Abstract
Purpose :
MLL1 (KMT2A) and MLL2 (KMT2B) are closely related members in the mixed-lineage leukemia (MLL) family of histone methyltransferases. They form a core complex for epigenetic regulation of gene expression. The previous study showed MLL1 is essential for retinal neurogenesis and horizontal cell integrity. This research aimed to unveil MLL1/MLL2 collaboration, whether by distinct pathways or through redundancy, in the retinal development and maintenance.
Methods :
Cre/loxP-mediated Mll2 and Mll1/Mll2 deletions were specifically targeted in retinal progenitors (Chx10-Cre), developing rods (Nrl-Cre) and cones (HRGP-Cre), respectively. Electroretinography (ERG) detected functional deficits caused by Mll1 and Mll2 deficiency. Hematoxylin and eosin (H&E) staining of retinal cross-sections showed morphological defects at various postnatal (P) ages. EdU labeling and immunostaining of cell-type specific markers reported changes in cell composition between mutant and control retinae. Quantitative PCR (qPCR) determined gene expression differences of cell type-specific markers, phototransduction cascade components and transcriptional factors.
Results :
Mll2 knockout (KO) in progenitors produced similar retinal thinning and functional decline to Mll1KO retinae at all ages.
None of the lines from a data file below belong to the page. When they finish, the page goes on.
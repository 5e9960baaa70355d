//! Declarative command-line flag table.
//!
//! Each server setting that can be given on the command line is described by
//! one [`FlagSpec`] row in [`SERVER_FLAGS`]: its long name, short letter,
//! environment variable, default, help text and the typed slot in
//! [`ServerFlags`] it fills. The binary builds its clap command from this
//! table and resolves values through [`ServerFlags::resolve`], so adding a
//! flag means adding a row and a slot, nothing else.
//!
//! Precedence per flag: explicit CLI value > environment variable > default.

use anyhow::{bail, Result};

#[derive(Debug, Clone, Copy, PartialEq, Eq)]
pub enum FlagKind {
    Bool,
    Str,
    Int,
}

/// Typed destination of a flag value.
#[derive(Debug, Clone, Copy, PartialEq, Eq)]
pub enum FlagSlot {
    UseTestKeys,
    StripeLiveSk,
    StripeLivePk,
    StripeTestSk,
    StripeTestPk,
    WebPort,
    ConfigPaths,
    EnvFile,
}

#[derive(Debug, Clone, Copy)]
pub struct FlagSpec {
    /// Long flag name (`--<name>`), also the stable symbolic name.
    pub name: &'static str,
    pub short: char,
    /// Environment variable consulted when the flag is absent.
    pub env: &'static str,
    pub kind: FlagKind,
    /// Default in string form; empty means "unset".
    pub default: &'static str,
    pub description: &'static str,
    pub slot: FlagSlot,
    /// Never echoed in help defaults, errors or `Debug`.
    pub secret: bool,
}

impl FlagSpec {
    /// Help line shown by the binary: description plus the env var name.
    pub fn help(&self) -> String {
        format!("{} [env: {}]", self.description, self.env)
    }
}

pub const SERVER_FLAGS: &[FlagSpec] = &[
    FlagSpec {
        name: "teststripekey",
        short: 'a',
        env: "TESTSTRIPEKEY",
        kind: FlagKind::Bool,
        default: "false",
        description: "use stripe test api keys instead of live keys",
        slot: FlagSlot::UseTestKeys,
        secret: false,
    },
    FlagSpec {
        name: "stripelivesk",
        short: 'b',
        env: "STRIPELIVESK",
        kind: FlagKind::Str,
        default: "",
        description: "stripe live api secret key",
        slot: FlagSlot::StripeLiveSk,
        secret: true,
    },
    FlagSpec {
        name: "stripelivepk",
        short: 'c',
        env: "STRIPELIVEPK",
        kind: FlagKind::Str,
        default: "",
        description: "stripe live api publishable key",
        slot: FlagSlot::StripeLivePk,
        secret: false,
    },
    FlagSpec {
        name: "stripetestsk",
        short: 'd',
        env: "STRIPETESTSK",
        kind: FlagKind::Str,
        default: "",
        description: "stripe test api secret key",
        slot: FlagSlot::StripeTestSk,
        secret: true,
    },
    FlagSpec {
        name: "stripetestpk",
        short: 'e',
        env: "STRIPETESTPK",
        kind: FlagKind::Str,
        default: "",
        description: "stripe test api publishable key",
        slot: FlagSlot::StripeTestPk,
        secret: false,
    },
    FlagSpec {
        name: "webport",
        short: 'f',
        env: "WEBPORT",
        kind: FlagKind::Int,
        default: "8080",
        description: "port to serve on",
        slot: FlagSlot::WebPort,
        secret: false,
    },
    FlagSpec {
        name: "config",
        short: 'g',
        env: "CKT_CONFIG",
        kind: FlagKind::Str,
        default: "",
        description: "comma-separated yaml config layers, base first",
        slot: FlagSlot::ConfigPaths,
        secret: false,
    },
    // 'h' stays free for --help.
    FlagSpec {
        name: "envfile",
        short: 'i',
        env: "CKT_ENV_FILE",
        kind: FlagKind::Str,
        default: ".env.local",
        description: "environment file loaded before flags are resolved",
        slot: FlagSlot::EnvFile,
        secret: false,
    },
];

/// Look up a row by its symbolic name.
pub fn spec(name: &str) -> Option<&'static FlagSpec> {
    SERVER_FLAGS.iter().find(|s| s.name == name)
}

/// Resolved flag values. **Secret keys are redacted in `Debug` output.**
#[derive(Clone, Default)]
pub struct ServerFlags {
    pub use_test_keys: bool,
    pub stripe_live_sk: Option<String>,
    pub stripe_live_pk: Option<String>,
    pub stripe_test_sk: Option<String>,
    pub stripe_test_pk: Option<String>,
    pub web_port: u16,
    pub config_paths: Vec<String>,
    pub env_file: Option<String>,
}

impl std::fmt::Debug for ServerFlags {
    fn fmt(&self, f: &mut std::fmt::Formatter<'_>) -> std::fmt::Result {
        f.debug_struct("ServerFlags")
            .field("use_test_keys", &self.use_test_keys)
            .field(
                "stripe_live_sk",
                &self.stripe_live_sk.as_ref().map(|_| "<REDACTED>"),
            )
            .field("stripe_live_pk", &self.stripe_live_pk)
            .field(
                "stripe_test_sk",
                &self.stripe_test_sk.as_ref().map(|_| "<REDACTED>"),
            )
            .field("stripe_test_pk", &self.stripe_test_pk)
            .field("web_port", &self.web_port)
            .field("config_paths", &self.config_paths)
            .field("env_file", &self.env_file)
            .finish()
    }
}

impl ServerFlags {
    /// Resolve every row of [`SERVER_FLAGS`].
    ///
    /// `cli` returns the raw command-line value for a row (if given);
    /// `env` looks up an environment variable by name. Empty strings count
    /// as absent at every level.
    pub fn resolve<C, E>(cli: C, env: E) -> Result<Self>
    where
        C: Fn(&FlagSpec) -> Option<String>,
        E: Fn(&str) -> Option<String>,
    {
        let mut out = Self::default();
        for spec in SERVER_FLAGS {
            let raw = raw_value(spec, &cli, &env);
            out.assign(spec, raw.as_deref())?;
        }
        Ok(out)
    }

    fn assign(&mut self, spec: &FlagSpec, raw: Option<&str>) -> Result<()> {
        match spec.slot {
            FlagSlot::UseTestKeys => self.use_test_keys = parse_bool(spec, raw)?,
            FlagSlot::StripeLiveSk => self.stripe_live_sk = raw.map(str::to_string),
            FlagSlot::StripeLivePk => self.stripe_live_pk = raw.map(str::to_string),
            FlagSlot::StripeTestSk => self.stripe_test_sk = raw.map(str::to_string),
            FlagSlot::StripeTestPk => self.stripe_test_pk = raw.map(str::to_string),
            FlagSlot::WebPort => {
                let port = parse_int(spec, raw)?;
                self.web_port = u16::try_from(port).map_err(|_| {
                    anyhow::anyhow!("FLAG_INVALID --{}: {} is not a valid port", spec.name, port)
                })?;
            }
            FlagSlot::ConfigPaths => {
                self.config_paths = raw
                    .map(|r| {
                        r.split(',')
                            .map(str::trim)
                            .filter(|p| !p.is_empty())
                            .map(str::to_string)
                            .collect()
                    })
                    .unwrap_or_default();
            }
            FlagSlot::EnvFile => self.env_file = raw.map(str::to_string),
        }
        Ok(())
    }
}

/// Resolve only the env-file row. The binary loads that file before calling
/// [`ServerFlags::resolve`] so its variables take part in resolution.
pub fn env_file_path<C, E>(cli: C, env: E) -> Option<String>
where
    C: Fn(&FlagSpec) -> Option<String>,
    E: Fn(&str) -> Option<String>,
{
    let spec = spec("envfile")?;
    raw_value(spec, &cli, &env)
}

fn raw_value<C, E>(spec: &FlagSpec, cli: &C, env: &E) -> Option<String>
where
    C: Fn(&FlagSpec) -> Option<String>,
    E: Fn(&str) -> Option<String>,
{
    let non_empty = |v: Option<String>| v.filter(|s| !s.trim().is_empty());
    non_empty(cli(spec))
        .or_else(|| non_empty(env(spec.env)))
        .or_else(|| non_empty(Some(spec.default.to_string())))
}

fn parse_bool(spec: &FlagSpec, raw: Option<&str>) -> Result<bool> {
    let Some(raw) = raw else {
        return Ok(false);
    };
    match raw.trim().to_ascii_lowercase().as_str() {
        "1" | "t" | "true" | "yes" | "on" => Ok(true),
        "0" | "f" | "false" | "no" | "off" => Ok(false),
        other => bail!(
            "FLAG_INVALID --{} (env {}): '{}' is not a bool",
            spec.name,
            spec.env,
            other
        ),
    }
}

fn parse_int(spec: &FlagSpec, raw: Option<&str>) -> Result<i64> {
    let Some(raw) = raw else {
        return Ok(0);
    };
    match raw.trim().parse::<i64>() {
        Ok(n) => Ok(n),
        Err(_) => bail!(
            "FLAG_INVALID --{} (env {}): '{}' is not an integer",
            spec.name,
            spec.env,
            raw.trim()
        ),
    }
}

#[cfg(test)]
mod tests {
    use super::*;
    use std::collections::HashMap;

    fn no_cli(_: &FlagSpec) -> Option<String> {
        None
    }

    fn no_env(_: &str) -> Option<String> {
        None
    }

    #[test]
    fn table_names_shorts_and_envs_are_unique() {
        let mut names = std::collections::HashSet::new();
        let mut shorts = std::collections::HashSet::new();
        let mut envs = std::collections::HashSet::new();
        for s in SERVER_FLAGS {
            assert!(names.insert(s.name), "duplicate name {}", s.name);
            assert!(shorts.insert(s.short), "duplicate short {}", s.short);
            assert!(envs.insert(s.env), "duplicate env {}", s.env);
            assert_ne!(s.short, 'h', "-h is reserved for help");
        }
    }

    #[test]
    fn defaults_apply_when_nothing_is_given() {
        let f = ServerFlags::resolve(no_cli, no_env).unwrap();
        assert!(!f.use_test_keys);
        assert_eq!(f.web_port, 8080);
        assert!(f.stripe_live_sk.is_none());
        assert!(f.config_paths.is_empty());
        assert_eq!(f.env_file.as_deref(), Some(".env.local"));
    }

    #[test]
    fn cli_beats_env_beats_default() {
        let env: HashMap<&str, &str> = [("WEBPORT", "9000"), ("TESTSTRIPEKEY", "true")].into();
        let env_fn = |k: &str| env.get(k).map(|v| v.to_string());

        let f = ServerFlags::resolve(no_cli, env_fn).unwrap();
        assert_eq!(f.web_port, 9000);
        assert!(f.use_test_keys);

        let cli = |s: &FlagSpec| (s.name == "webport").then(|| "7000".to_string());
        let f = ServerFlags::resolve(cli, env_fn).unwrap();
        assert_eq!(f.web_port, 7000);
    }

    #[test]
    fn empty_values_fall_through() {
        let cli = |s: &FlagSpec| (s.name == "webport").then(|| "".to_string());
        let env = |k: &str| (k == "WEBPORT").then(|| "8181".to_string());
        let f = ServerFlags::resolve(cli, env).unwrap();
        assert_eq!(f.web_port, 8181);
    }

    #[test]
    fn config_paths_split_on_commas() {
        let cli = |s: &FlagSpec| {
            (s.name == "config").then(|| "config/base.yaml, config/prod.yaml,".to_string())
        };
        let f = ServerFlags::resolve(cli, no_env).unwrap();
        assert_eq!(f.config_paths, vec!["config/base.yaml", "config/prod.yaml"]);
    }

    #[test]
    fn bad_values_name_the_flag() {
        let env = |k: &str| (k == "WEBPORT").then(|| "eighty".to_string());
        let err = ServerFlags::resolve(no_cli, env).unwrap_err().to_string();
        assert!(err.contains("--webport"), "got: {err}");

        let env = |k: &str| (k == "WEBPORT").then(|| "70000".to_string());
        assert!(ServerFlags::resolve(no_cli, env).is_err());
    }

    #[test]
    fn debug_redacts_secret_keys() {
        let env = |k: &str| (k == "STRIPETESTSK").then(|| "sk_test_verysecret".to_string());
        let f = ServerFlags::resolve(no_cli, env).unwrap();
        let dbg = format!("{f:?}");
        assert!(!dbg.contains("verysecret"), "got: {dbg}");
        assert!(dbg.contains("<REDACTED>"));
    }

    #[test]
    fn env_file_path_resolves_alone() {
        let env = |k: &str| (k == "CKT_ENV_FILE").then(|| "/etc/ckt.env".to_string());
        assert_eq!(env_file_path(no_cli, env).as_deref(), Some("/etc/ckt.env"));
    }
}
Mll1/Mll2 double-KO mice showed severe flaws, including null ERG responses, retinal thinning at P14 and P30, reactive gliosis at 1 month old (MO), followed by rapid degeneration within 2MO. Progenitor cell proliferation was moderately affected in all mutants. In addition, double-KO retinae had decreased numbers of M-cones, horizontal and amacrine neurons. qPCR results confirmed the cellular changes in mutants and explained the ERG deficits. In contrast, rod-specific double-KO mice showed normal retinal morphology and function, suggesting that Mll1/Mll2 are not functionally required for rod development and survival. Cone-specific double-KO mice had M-cone number reduced by 50% and decreased cone ERG responses.
Conclusions :
Our results identified the redundant roles of MLL1 and MLL2 in the retinal development and maintenance of M-cones. Mll1/Mll2 deficiency results in retinal degeneration and reactive gliosis as well as gene silencing at young adulthood. Future efforts are underway to determine the underlying molecular mechanisms.
This is a 2021 ARVO Annual Meeting abstract.